## What you will do
Read the records and write them out again exactly.

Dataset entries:
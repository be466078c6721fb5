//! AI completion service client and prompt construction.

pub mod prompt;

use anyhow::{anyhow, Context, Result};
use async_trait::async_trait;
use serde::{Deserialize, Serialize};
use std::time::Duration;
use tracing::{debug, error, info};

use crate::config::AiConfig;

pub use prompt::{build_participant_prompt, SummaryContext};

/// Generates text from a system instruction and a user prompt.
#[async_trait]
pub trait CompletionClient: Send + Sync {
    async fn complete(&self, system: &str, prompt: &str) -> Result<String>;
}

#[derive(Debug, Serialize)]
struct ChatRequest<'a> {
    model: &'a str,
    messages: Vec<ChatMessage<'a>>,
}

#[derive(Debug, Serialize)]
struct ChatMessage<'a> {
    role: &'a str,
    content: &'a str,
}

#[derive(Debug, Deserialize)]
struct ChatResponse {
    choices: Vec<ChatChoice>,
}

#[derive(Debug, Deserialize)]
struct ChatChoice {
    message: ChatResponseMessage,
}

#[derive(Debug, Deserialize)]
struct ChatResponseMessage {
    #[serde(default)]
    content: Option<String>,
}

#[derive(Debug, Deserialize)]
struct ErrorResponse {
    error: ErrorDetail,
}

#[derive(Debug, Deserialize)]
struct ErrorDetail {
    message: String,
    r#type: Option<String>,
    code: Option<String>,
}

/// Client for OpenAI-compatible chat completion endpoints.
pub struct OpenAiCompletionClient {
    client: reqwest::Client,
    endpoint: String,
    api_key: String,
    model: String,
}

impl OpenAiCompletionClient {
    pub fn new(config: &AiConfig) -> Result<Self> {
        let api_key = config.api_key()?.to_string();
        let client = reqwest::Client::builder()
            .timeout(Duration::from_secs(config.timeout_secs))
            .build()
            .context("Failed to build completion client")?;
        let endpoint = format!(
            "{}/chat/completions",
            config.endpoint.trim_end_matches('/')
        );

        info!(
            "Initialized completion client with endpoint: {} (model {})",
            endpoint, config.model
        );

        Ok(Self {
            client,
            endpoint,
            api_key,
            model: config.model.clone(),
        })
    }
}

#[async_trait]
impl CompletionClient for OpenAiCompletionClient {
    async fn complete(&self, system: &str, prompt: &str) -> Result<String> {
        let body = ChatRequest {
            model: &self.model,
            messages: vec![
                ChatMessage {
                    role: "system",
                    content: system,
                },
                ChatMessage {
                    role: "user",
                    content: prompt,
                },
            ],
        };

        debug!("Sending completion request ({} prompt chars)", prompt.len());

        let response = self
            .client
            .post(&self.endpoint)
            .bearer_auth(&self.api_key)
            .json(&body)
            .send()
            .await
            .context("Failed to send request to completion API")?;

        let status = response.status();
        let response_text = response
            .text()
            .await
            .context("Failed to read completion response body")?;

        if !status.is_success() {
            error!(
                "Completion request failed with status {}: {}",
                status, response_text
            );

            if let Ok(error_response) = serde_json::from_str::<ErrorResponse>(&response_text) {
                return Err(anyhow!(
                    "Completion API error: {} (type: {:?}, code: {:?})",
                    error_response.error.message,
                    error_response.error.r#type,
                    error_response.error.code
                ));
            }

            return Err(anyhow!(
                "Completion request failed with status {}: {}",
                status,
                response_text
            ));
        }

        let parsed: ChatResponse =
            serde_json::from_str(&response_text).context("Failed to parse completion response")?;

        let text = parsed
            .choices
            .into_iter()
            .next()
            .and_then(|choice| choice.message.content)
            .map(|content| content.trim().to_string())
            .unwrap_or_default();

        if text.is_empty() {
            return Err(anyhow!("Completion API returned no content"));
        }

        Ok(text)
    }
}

## Completed task
repository be466078c6721fb5
//! AI completion service client and prompt construction.

pub mod prompt;

use anyhow::{anyhow, Context, Result};
use async_trait::async_trait;
use serde::{Deserialize, Serialize};
use std::time::Duration;
use tracing::{debug, error, info};

use crate::config::AiConfig;

pub use prompt::{build_participant_prompt, SummaryContext};

/// Generates text from a system instruction and a user prompt.
#[async_trait]
pub trait CompletionClient: Send + Sync {
    async fn complete(&self, system: &str, prompt: &str) -> Result<String>;
}

#[derive(Debug, Serialize)]
struct ChatRequest<'a> {
    model: &'a str,
    messages: Vec<ChatMessage<'a>>,
}

#[derive(Debug, Serialize)]
struct ChatMessage<'a> {
    role: &'a str,
    content: &'a str,
}

#[derive(Debug, Deserialize)]
struct ChatResponse {
    choices: Vec<ChatChoice>,
}

#[derive(Debug, Deserialize)]
struct ChatChoice {
    message: ChatResponseMessage,
}

#[derive(Debug, Deserialize)]
struct ChatResponseMessage {
    #[serde(default)]
    content: Option<String>,
}

#[derive(Debug, Deserialize)]
struct ErrorResponse {
    error: ErrorDetail,
}

#[derive(Debug, Deserialize)]
struct ErrorDetail {
    message: String,
    r#type: Option<String>,
    code: Option<String>,
}

/// Client for OpenAI-compatible chat completion endpoints.
pub struct OpenAiCompletionClient {
    client: reqwest::Client,
    endpoint: String,
    api_key: String,
    model: String,
}

impl OpenAiCompletionClient {
    pub fn new(config: &AiConfig) -> Result<Self> {
        let api_key = config.api_key()?.to_string();
        let client = reqwest::Client::builder()
            .timeout(Duration::from_secs(config.timeout_secs))
            .build()
            .context("Failed to build completion client")?;
        let endpoint = format!(
            "{}/chat/completions",
            config.endpoint.trim_end_matches('/')
        );

        info!(
            "Initialized completion client with endpoint: {} (model {})",
            endpoint, config.model
        );

        Ok(Self {
            client,
            endpoint,
            api_key,
            model: config.model.clone(),
        })
    }
}

#[async_trait]
impl CompletionClient for OpenAiCompletionClient {
    async fn complete(&self, system: &str, prompt: &str) -> Result<String> {
        let body = ChatRequest {
            model: &self.model,
            messages: vec![
                ChatMessage {
                    role: "system",
                    content: system,
                },
                ChatMessage {
                    role: "user",
                    content: prompt,
                },
            ],
        };

        debug!("Sending completion request ({} prompt chars)", prompt.len());

        let response = self
            .client
            .post(&self.endpoint)
            .bearer_auth(&self.api_key)
            .json(&body)
            .send()
            .await
            .context("Failed to send request to completion API")?;

        let status = response.status();
        let response_text = response
            .text()
            .await
            .context("Failed to read completion response body")?;

        if !status.is_success() {
            error!(
                "Completion request failed with status {}: {}",
                status, response_text
            );

            if let Ok(error_response) = serde_json::from_str::<ErrorResponse>(&response_text) {
                return Err(anyhow!(
                    "Completion API error: {} (type: {:?}, code: {:?})",
                    error_response.error.message,
                    error_response.error.r#type,
                    error_response.error.code
                ));
            }

            return Err(anyhow!(
                "Completion request failed with status {}: {}",
                status,
                response_text
            ));
        }

        let parsed: ChatResponse =
            serde_json::from_str(&response_text).context("Failed to parse completion response")?;

        let text = parsed
            .choices
            .into_iter()
            .next()
            .and_then(|choice| choice.message.content)
            .map(|content| content.trim().to_string())
            .unwrap_or_default();

        if text.is_empty() {
            return Err(anyhow!("Completion API returned no content"));
        }

        Ok(text)
    }
}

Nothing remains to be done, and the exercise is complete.